Banco Central pressionado: Política expansionista do Governo impulsiona inflação e exige alta de juros

O Comitê de Política Monetária (Copom) do Banco Central se encontra em uma encruzilhada. Após sinalizar fortemente sua preocupação com a inflação, a instituição agora se vê pressionada a agir. O economista José Júlio Senna, do FGV/Ibre, não poupa palavras: “O BC falou muito grosso; a meu ver, ajoelhou, tem de rezar. Ele defende um aumento de 0,50 ponto percentual na Selic já na próxima reunião, embora reconheça que o mais provável é um aumento de 0,25 ponto, seguindo a “narrativa de gradualismo”.

Crescimento insustentável

A economista Silvia Matos, também do FGV/Ibre, pinta um quadro preocupante. O consumo das famílias está crescendo a um ritmo anualizado de 8%, o que ela classifica como “completamente insustentável. Este crescimento acelerado está sendo impulsionado principalmente pela demanda e pelos gastos públicos, um movimento que Matos descreve como “inflacionário”.

Déjà vu econômico

O cenário atual evoca memórias dos primeiros mandatos do presidente Lula, segundo o economista Armando Castelar. No entanto, ele aponta diferenças cruciais: “o dólar não está cedendo como antes e o cenário das commodities é menos favorável. Estes fatores tornam o controle da inflação um desafio ainda maior.”

O preço do crescimento

A expansão econômica atual pode parecer positiva à primeira vista, mas vem com um custo. Matos argumenta que seria preferível “uma desaceleração maior da economia, um crescimento mais moderado e consistente com seu potencial, não tendo que subir juros e com uma inflação mais moderada. O crescimento acima do potencial, embora possa trazer benefícios de curto prazo, corre o risco de desencadear um ciclo vicioso de inflação e juros altos.

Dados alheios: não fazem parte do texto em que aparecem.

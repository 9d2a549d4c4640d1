//! A store persisted as newline-delimited JSON.
//!
//! Each line is one [`StreamRecord`]. The file is only ever appended to, so it
//! is safe to `tail` while the store is running. On open the whole file is
//! scanned once to rebuild the in-memory index; reads are then served from
//! memory.

use std::fs::{self, OpenOptions};
use std::io::Read;
use std::path::{Path, PathBuf};
use std::sync::RwLock;

use async_trait::async_trait;
use fs2::FileExt;
use serde_json::Value;
use tokio::io::AsyncWriteExt;
use tokio::sync::Mutex;
use tracing::{debug, info, warn};

use crate::error::{Error, Result};
use crate::log::Log;
use crate::record::{now_millis, StreamRecord, TimeRange};
use crate::store::AppendOnlyStore;

#[derive(Debug)]
pub struct FileStore {
    path: PathBuf,
    sync: bool,
    file: Option<Mutex<LogFile>>,
    log: RwLock<Log>,
}

#[derive(Debug)]
struct LogFile {
    file: tokio::fs::File,
    /// Length of the file up to the last complete record.
    len: u64,
    /// Set when a partial write could not be truncated away.
    poisoned: bool,
}

impl LogFile {
    /// Truncates the file back to the last complete record.
    async fn roll_back(&mut self) -> std::io::Result<()> {
        self.file.set_len(self.len).await?;
        self.poisoned = false;
        Ok(())
    }
}

impl FileStore {
    /// Opens the log at `path`, creating it and its parent directories if missing.
    ///
    /// With `sync` enabled every append is flushed to disk before it returns.
    pub fn open(path: impl AsRef<Path>, sync: bool) -> Result<Self> {
        let path = path.as_ref();
        if let Some(parent) = path.parent().filter(|parent| !parent.as_os_str().is_empty()) {
            fs::create_dir_all(parent)?;
        }

        let mut file = OpenOptions::new()
            .read(true)
            .append(true)
            .create(true)
            .open(path)?;
        // One writer per file for the lifetime of the store.
        file.try_lock_exclusive().map_err(|source| Error::Locked {
            path: path.to_path_buf(),
            source,
        })?;
        let mut contents = Vec::new();
        file.read_to_end(&mut contents)?;

        let (records, len) = parse_records(&contents)?;
        if len < contents.len() {
            warn!(
                path = %path.display(),
                discarded_bytes = contents.len() - len,
                "discarding incomplete trailing record"
            );
            file.set_len(len as u64)?;
        }

        let log = Log::from_records(records);
        info!(path = %path.display(), records = log.len(), "opened log file");

        Ok(FileStore {
            path: path.to_path_buf(),
            sync,
            file: Some(Mutex::new(LogFile {
                file: tokio::fs::File::from_std(file),
                len: len as u64,
                poisoned: false,
            })),
            log: RwLock::new(log),
        })
    }

    /// Opens an existing log for reading only.
    ///
    /// The file is left untouched, including any incomplete trailing record a
    /// concurrent writer may still be finishing. Appends fail with
    /// [`Error::ReadOnly`].
    pub fn open_read_only(path: impl AsRef<Path>) -> Result<Self> {
        let path = path.as_ref();
        let contents = fs::read(path)?;
        let (records, _) = parse_records(&contents)?;
        let log = Log::from_records(records);
        debug!(path = %path.display(), records = log.len(), "opened log file read-only");

        Ok(FileStore {
            path: path.to_path_buf(),
            sync: false,
            file: None,
            log: RwLock::new(log),
        })
    }

    pub fn path(&self) -> &Path {
        &self.path
    }
}

/// Parses every complete line, returning the records and the byte length they span.
///
/// A final line without a trailing newline was never fully written and is
/// left out. It may end inside a multi-byte character, so lines are parsed
/// as bytes.
fn parse_records(contents: &[u8]) -> Result<(Vec<StreamRecord>, usize)> {
    let mut records = Vec::new();
    let mut len = 0;
    for (index, line) in contents.split_inclusive(|byte| *byte == b'\n').enumerate() {
        if line.last() != Some(&b'\n') {
            break;
        }
        len += line.len();
        if line.iter().all(u8::is_ascii_whitespace) {
            continue;
        }
        let record = serde_json::from_slice(line).map_err(|source| Error::DeserializeRecord {
            line: index + 1,
            source,
        })?;
        records.push(record);
    }

    Ok((records, len))
}

#[async_trait]
impl AppendOnlyStore for FileStore {
    async fn append(
        &self,
        stream_id: &str,
        data: Vec<Value>,
        expected_version: u64,
    ) -> Result<Vec<StreamRecord>> {
        debug!(stream_id, expected_version, count = data.len(), "appending records");

        // Writers are serialized by the file lock, so the index cannot change
        // between prepare and commit.
        let mut log_file = self.file.as_ref().ok_or(Error::ReadOnly)?.lock().await;
        if log_file.poisoned {
            if let Err(err) = log_file.roll_back().await {
                warn!(path = %self.path.display(), %err, "log file is still poisoned");
                return Err(Error::Poisoned {
                    path: self.path.clone(),
                });
            }
        }
        let records = self
            .log
            .read()
            .map_err(|_| Error::RwPoison)?
            .prepare(stream_id, data, expected_version, now_millis())?;
        if records.is_empty() {
            return Ok(records);
        }

        let mut buf = Vec::new();
        for record in &records {
            serde_json::to_writer(&mut buf, record).map_err(Error::SerializeRecord)?;
            buf.push(b'\n');
        }

        if let Err(err) = write_batch(&mut log_file.file, &buf, self.sync).await {
            log_file.poisoned = true;
            if let Err(truncate_err) = log_file.roll_back().await {
                warn!(path = %self.path.display(), %truncate_err, "failed to roll back partial write");
            }
            return Err(err);
        }
        log_file.len += buf.len() as u64;

        self.log
            .write()
            .map_err(|_| Error::RwPoison)?
            .commit(records.clone());

        if let (Some(first), Some(last)) = (records.first(), records.last()) {
            info!(stream_id, first_id = first.id, last_id = last.id, version = last.version, "records written");
        }

        Ok(records)
    }

    async fn read_records(
        &self,
        stream_id: &str,
        after_version: u64,
        limit: Option<usize>,
    ) -> Result<Vec<StreamRecord>> {
        let log = self.log.read().map_err(|_| Error::RwPoison)?;
        Ok(log.read_records(stream_id, after_version, limit))
    }

    async fn read_all_records(
        &self,
        skip: usize,
        limit: Option<usize>,
    ) -> Result<Vec<StreamRecord>> {
        let log = self.log.read().map_err(|_| Error::RwPoison)?;
        Ok(log.read_all_records(skip, limit))
    }

    async fn read_all_records_in_range(&self, range: TimeRange) -> Result<Vec<StreamRecord>> {
        let log = self.log.read().map_err(|_| Error::RwPoison)?;
        Ok(log.read_all_records_in_range(range))
    }
}

async fn write_batch(file: &mut tokio::fs::File, buf: &[u8], sync: bool) -> Result<()> {
    file.write_all(buf).await?;
    file.flush().await?;
    if sync {
        file.sync_data().await?;
    }
    Ok(())
}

Brasil na contramão global

Enquanto as maiores economias do mundo começam a cortar suas taxas de juros, o Brasil se prepara para aumentá-las. Esta divergência reflete as diferentes trajetórias inflacionárias: enquanto os Estados Unidos e a zona do euro passam por um processo de desinflação, o Brasil enfrenta riscos de pressões inflacionárias crescentes.

O atual cenário econômico brasileiro levanta uma questão fundamental: estamos repetindo erros do passado ao priorizar um crescimento de curto prazo em detrimento da estabilidade econômica de longo prazo? Como o país pode encontrar um equilíbrio entre crescimento sustentável e controle inflacionário sem recorrer a medidas drásticas que possam frear o desenvolvimento econômico?